But investors sold shares of both companies today. That could stem from worries about the health of the chemical and agricultural industries, the deal’s complexity, and/or regulatory opposition, among other factors.
While worries about the future direction of the U.S. economy are percolating out there, the government reported relatively strong retail sales in November. Headline sales rose 0.2%, while sales excluding autos and gasoline gained 0.5%. That was the biggest rise since July.
The “Warren Buffett of China” has gone missing, and trading in shares of his investment vehicle Fosun International and related companies worth $34 billion have been suspended. Guo Guangchang has spent billions of dollars buying businesses as diverse as Club Med and Cirque du Soleil, plus banks and insurers at home and in the U.S. and Europe. It also owns real estate, including One Chase Manhattan Plaza in New York City.
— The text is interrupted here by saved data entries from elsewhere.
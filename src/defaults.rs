//! Default configuration constants for voicegate.
//!
//! This module provides shared constants used across different configuration
//! types to ensure consistency and eliminate duplication. The per-model
//! detector defaults follow the tunings published with the Silero VAD v4 and
//! v5 checkpoints.

/// Audio sample rate in Hz at the state-machine boundary.
///
/// 16kHz is the rate the Silero models were trained on; the engine rejects
/// any other rate at construction time.
pub const SAMPLE_RATE: u32 = 16000;

/// Default entry threshold for the speech detector.
///
/// A frame with speech probability at or above this value is treated as
/// positive evidence of speech.
pub const POSITIVE_SPEECH_THRESHOLD: f32 = 0.5;

/// Default exit threshold for the speech detector.
///
/// A frame strictly below this value counts toward ending an utterance.
/// Probabilities between the two thresholds form the intermediate band.
pub const NEGATIVE_SPEECH_THRESHOLD: f32 = 0.35;

/// Frame width in samples for the v5 model (32ms at 16kHz).
pub const V5_FRAME_SAMPLES: usize = 512;

/// Consecutive sub-negative frames that end an utterance (v5).
pub const V5_REDEMPTION_FRAMES: usize = 24;

/// Silent frames retained before speech start (v5).
pub const V5_PRE_SPEECH_PAD_FRAMES: usize = 3;

/// Positive frames required to validate an utterance (v5).
pub const V5_MIN_SPEECH_FRAMES: usize = 9;

/// Trailing frames retained after speech end (v5).
pub const V5_END_SPEECH_PAD_FRAMES: usize = 3;

/// Frame width in samples for the v4 model (96ms at 16kHz).
pub const V4_FRAME_SAMPLES: usize = 1536;

/// Consecutive sub-negative frames that end an utterance (v4).
pub const V4_REDEMPTION_FRAMES: usize = 8;

/// Silent frames retained before speech start (v4).
pub const V4_PRE_SPEECH_PAD_FRAMES: usize = 1;

/// Positive frames required to validate an utterance (v4).
pub const V4_MIN_SPEECH_FRAMES: usize = 3;

/// Trailing frames retained after speech end (v4).
pub const V4_END_SPEECH_PAD_FRAMES: usize = 1;

/// Frame widths accepted by the engine.
pub const SUPPORTED_FRAME_SAMPLES: [usize; 3] = [512, 1024, 1536];
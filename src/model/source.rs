//! Model byte sources.
//!
//! The ONNX weights can come from a local file, an in-memory blob, or a URL
//! fetched once before first use. Fetching happens at engine construction;
//! failures surface there rather than through the event stream.

use crate::error::{Result, VadError};
use std::path::PathBuf;

/// Where to obtain the ONNX model bytes.
#[derive(Debug, Clone)]
pub enum ModelSource {
    /// ONNX file on local disk.
    Path(PathBuf),
    /// ONNX bytes already in memory.
    Bytes(Vec<u8>),
    /// ONNX file fetched over HTTP(S).
    Url(String),
}

impl ModelSource {
    /// Resolves the source to raw model bytes.
    pub async fn fetch(&self) -> Result<Vec<u8>> {
        match self {
            ModelSource::Path(path) => std::fs::read(path).map_err(|e| VadError::ModelFetch {
                message: format!("failed to read model file {}: {}", path.display(), e),
            }),
            ModelSource::Bytes(bytes) => Ok(bytes.clone()),
            ModelSource::Url(url) => {
                tracing::info!(url, "fetching VAD model");
                let response = reqwest::get(url).await.map_err(|e| VadError::ModelFetch {
                    message: format!("failed to fetch model from {}: {}", url, e),
                })?;
                if !response.status().is_success() {
                    return Err(VadError::ModelFetch {
                        message: format!(
                            "model download from {} failed with status {}",
                            url,
                            response.status()
                        ),
                    });
                }
                let bytes = response.bytes().await.map_err(|e| VadError::ModelFetch {
                    message: format!("failed to read model download body: {}", e),
                })?;
                Ok(bytes.to_vec())
            }
        }
    }
}
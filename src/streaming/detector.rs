//! Hysteresis speech detector and chunk scheduler.
//!
//! Drives the Silent/Speaking state machine over per-frame speech
//! probabilities:
//! - double thresholds with an intermediate band between them
//! - pre-speech ring buffer prepended on speech start
//! - redemption counting with post-speech padding
//! - minimum-positive-frame validation (misfire below it)
//! - optional in-flight chunk emission with a final remainder slice
//!
//! The detector is pure synchronous logic; it sees probabilities, never the
//! model. All decisions are deterministic in the input sequence.

use crate::audio;
use crate::config::VadConfig;
use crate::model::SpeechProbabilities;
use crate::streaming::events::VadEvent;
use crate::streaming::prebuffer::PreSpeechBuffer;

/// Streaming speech detector.
///
/// Consumes fixed-width float frames together with their model scores and
/// returns the events each frame produced, in order. `FrameProcessed` always
/// precedes any transition event from the same frame.
pub struct SpeechDetector {
    config: VadConfig,
    speaking: bool,
    /// Consecutive sub-negative frames since the last positive one.
    redemption_counter: usize,
    /// Positive frames seen in the current utterance.
    speech_positive_frames: usize,
    real_start_fired: bool,
    /// Index of the first accumulator frame not yet emitted as a chunk.
    speech_start_index: usize,
    /// Redemption counter as of the most recent chunk emission. Deliberately
    /// survives the intermediate band, so the final-chunk math can see a
    /// stale snapshot; downstream consumers depend on that.
    sent_redemption_frames: usize,
    /// Samples consumed so far, for timestamps.
    current_sample: u64,
    total_frames_processed: u64,
    pre_speech: PreSpeechBuffer,
    /// All frames retained since the last speech start.
    speech_buffer: Vec<Vec<f32>>,
}

impl SpeechDetector {
    /// Creates a detector with the given (validated) configuration.
    pub fn new(config: VadConfig) -> Self {
        let pre_speech = PreSpeechBuffer::new(config.pre_speech_pad_frames);
        Self {
            config,
            speaking: false,
            redemption_counter: 0,
            speech_positive_frames: 0,
            real_start_fired: false,
            speech_start_index: 0,
            sent_redemption_frames: 0,
            current_sample: 0,
            total_frames_processed: 0,
            pre_speech,
            speech_buffer: Vec::new(),
        }
    }

    /// Seconds of audio consumed so far.
    pub fn time_secs(&self) -> f64 {
        self.current_sample as f64 / self.config.sample_rate as f64
    }

    /// Returns true while an utterance is open.
    pub fn is_speaking(&self) -> bool {
        self.speaking
    }

    /// Frames currently held as pre-speech context.
    pub fn pre_speech_frames(&self) -> usize {
        self.pre_speech.len()
    }

    /// Frames processed since construction or the last reset.
    pub fn total_frames_processed(&self) -> u64 {
        self.total_frames_processed
    }

    /// Processes one scored frame and returns the events it produced.
    ///
    /// A frame of the wrong width is a programming error upstream: it is
    /// logged and dropped without touching any state.
    pub fn process_frame(&mut self, frame: Vec<f32>, probs: SpeechProbabilities) -> Vec<VadEvent> {
        if frame.len() != self.config.frame_samples {
            tracing::warn!(
                got = frame.len(),
                expected = self.config.frame_samples,
                "dropping frame of unexpected width"
            );
            return Vec::new();
        }

        let time = self.time_secs();
        let mut events = vec![VadEvent::FrameProcessed {
            time,
            probabilities: probs,
            samples: frame.clone(),
        }];

        let p = probs.is_speech;
        if p >= self.config.positive_speech_threshold {
            self.handle_positive(frame, time, &mut events);
        } else if p < self.config.negative_speech_threshold {
            self.handle_negative(frame, time, &mut events);
        } else {
            self.handle_intermediate(frame);
        }

        // Chunk scheduling runs on every frame consumed while the utterance
        // is still open, including early redemption frames.
        if self.speaking {
            self.maybe_emit_chunk(time, &mut events);
        }

        self.current_sample += self.config.frame_samples as u64;
        self.total_frames_processed += 1;
        events
    }

    fn handle_positive(&mut self, frame: Vec<f32>, time: f64, events: &mut Vec<VadEvent>) {
        if !self.speaking {
            self.speaking = true;
            self.speech_start_index = 0;
            self.real_start_fired = false;
            events.push(VadEvent::SpeechStart { time });
            tracing::debug!(time, "speech start");
            self.pre_speech.drain_into(&mut self.speech_buffer);
        }

        self.redemption_counter = 0;
        self.sent_redemption_frames = 0;
        self.speech_buffer.push(frame);
        self.speech_positive_frames += 1;

        if !self.real_start_fired && self.speech_positive_frames == self.config.min_speech_frames {
            self.real_start_fired = true;
            events.push(VadEvent::SpeechRealStart { time });
            tracing::debug!(time, "speech validated");
        }
    }

    fn handle_negative(&mut self, frame: Vec<f32>, time: f64, events: &mut Vec<VadEvent>) {
        if !self.speaking {
            self.pre_speech.push(frame);
            return;
        }

        self.speech_buffer.push(frame);
        self.redemption_counter += 1;
        if self.redemption_counter >= self.config.redemption_frames {
            self.end_of_speech(time, events);
        }
    }

    fn handle_intermediate(&mut self, frame: Vec<f32>) {
        if !self.speaking {
            self.pre_speech.push(frame);
            return;
        }

        self.speech_buffer.push(frame);
        // The band keeps the utterance alive but is not positive evidence:
        // redemption restarts while the chunk snapshot stays as-is.
        self.redemption_counter = 0;
    }

    fn maybe_emit_chunk(&mut self, time: f64, events: &mut Vec<VadEvent>) {
        let width = self.config.num_frames_to_emit;
        if width == 0 {
            return;
        }
        if self.speech_buffer.len() - self.speech_start_index < width {
            return;
        }
        if self.redemption_counter > self.config.end_speech_pad_frames {
            return;
        }

        let end = self.speech_start_index + width;
        let audio = audio::frames_to_pcm(&self.speech_buffer[self.speech_start_index..end]);
        events.push(VadEvent::Chunk {
            time,
            audio,
            is_final: false,
        });
        self.speech_start_index = end;
        self.sent_redemption_frames = self.redemption_counter;
    }

    /// Closes the utterance after the redemption counter filled up.
    fn end_of_speech(&mut self, time: f64, events: &mut Vec<VadEvent>) {
        self.speaking = false;
        self.redemption_counter = 0;

        if self.speech_positive_frames < self.config.min_speech_frames {
            events.push(VadEvent::Misfire { time });
            tracing::debug!(time, "speech misfire");
            self.finish_utterance();
            return;
        }

        // The accumulator ends with a full run of redemption frames; keep
        // end_speech_pad_frames of them as trailing context.
        let frames_to_remove =
            self.config.redemption_frames as isize - self.config.end_speech_pad_frames as isize;
        let audio = self.segment_pcm(0, frames_to_remove);
        events.push(VadEvent::SpeechEnd { time, audio });
        tracing::debug!(time, "speech end");

        if self.config.num_frames_to_emit > 0 {
            self.maybe_emit_final_chunk(time, events);
        }
        self.finish_utterance();
    }

    /// Emits the remainder slice between the last in-flight chunk and the
    /// end of the validated segment.
    fn maybe_emit_final_chunk(&mut self, time: f64, events: &mut Vec<VadEvent>) {
        let end_frames_to_remove = if self.sent_redemption_frames == 0 {
            self.config.redemption_frames as isize - self.config.end_speech_pad_frames as isize
        } else {
            self.sent_redemption_frames as isize - self.config.end_speech_pad_frames as isize
        };

        if self.speech_start_index < self.speech_buffer.len() || end_frames_to_remove < 0 {
            let audio = self.segment_pcm(self.speech_start_index, end_frames_to_remove);
            if !audio.is_empty() {
                events.push(VadEvent::Chunk {
                    time,
                    audio,
                    is_final: true,
                });
            }
        }
    }

    /// Slices the accumulator from `start` up to `len - frames_to_remove`,
    /// as PCM. A negative `frames_to_remove` instead appends that many
    /// zero-filled silence frames after the accumulator tail.
    fn segment_pcm(&self, start: usize, frames_to_remove: isize) -> Vec<i16> {
        let len = self.speech_buffer.len();
        if frames_to_remove >= 0 {
            let end = len.saturating_sub(frames_to_remove as usize);
            if end <= start {
                return Vec::new();
            }
            audio::frames_to_pcm(&self.speech_buffer[start..end])
        } else {
            let mut pcm = audio::frames_to_pcm(&self.speech_buffer[start..]);
            let silence = (-frames_to_remove) as usize * self.config.frame_samples;
            pcm.extend(std::iter::repeat_n(0i16, silence));
            pcm
        }
    }

    /// Resets the utterance counters and recycles the trimmed redemption
    /// tail as pre-speech context for the next utterance.
    fn finish_utterance(&mut self) {
        self.speech_positive_frames = 0;
        self.speech_start_index = 0;
        self.sent_redemption_frames = 0;
        self.real_start_fired = false;

        if self.config.end_speech_pad_frames < self.config.redemption_frames {
            let tail = self.config.redemption_frames - self.config.end_speech_pad_frames;
            let start = self.speech_buffer.len().saturating_sub(tail);
            for frame in self.speech_buffer.drain(start..) {
                self.pre_speech.push(frame);
            }
        }
        self.speech_buffer.clear();
    }

    /// Ends the current utterance immediately, delivering the entire
    /// accumulator as the speech segment.
    ///
    /// A no-op unless speaking with at least `min_speech_frames` positive
    /// frames, so half-formed utterances are never emitted. The in-flight
    /// chunk partition is discarded: no final chunk follows the end event.
    pub fn force_end_speech(&mut self) -> Vec<VadEvent> {
        if !self.speaking || self.speech_positive_frames < self.config.min_speech_frames {
            return Vec::new();
        }

        let time = self.time_secs();
        self.speaking = false;
        self.redemption_counter = 0;
        let audio = audio::frames_to_pcm(&self.speech_buffer);
        let events = vec![VadEvent::SpeechEnd { time, audio }];
        tracing::debug!(time, "speech force-ended");
        self.finish_utterance();
        events
    }

    /// Clears all buffers and counters.
    pub fn reset(&mut self) {
        self.speaking = false;
        self.redemption_counter = 0;
        self.speech_positive_frames = 0;
        self.real_start_fired = false;
        self.speech_start_index = 0;
        self.sent_redemption_frames = 0;
        self.current_sample = 0;
        self.total_frames_processed = 0;
        self.pre_speech.clear();
        self.speech_buffer.clear();
    }
}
But he disappeared several days ago, amid rumors of an anti-corruption investigation by Chinese officials. That caused prices of Fosun bonds to plunge, and helped fuel even more worries about the stability and safety of Chinese markets.
So what additional thoughts do you have about the Dow-DuPont tie-up, now that it’s official? Do you think the strong retail sales data puts to rest fears of a weak holiday shopping season? Or will sales deteriorate going forward? How about the latest news out of China? If you have any comments on these or other topics, be sure to share them below.
Until next time,
Mike Larson
P.S. Are you pondering what you should be doing now to preserve your wealth in a world gone mad?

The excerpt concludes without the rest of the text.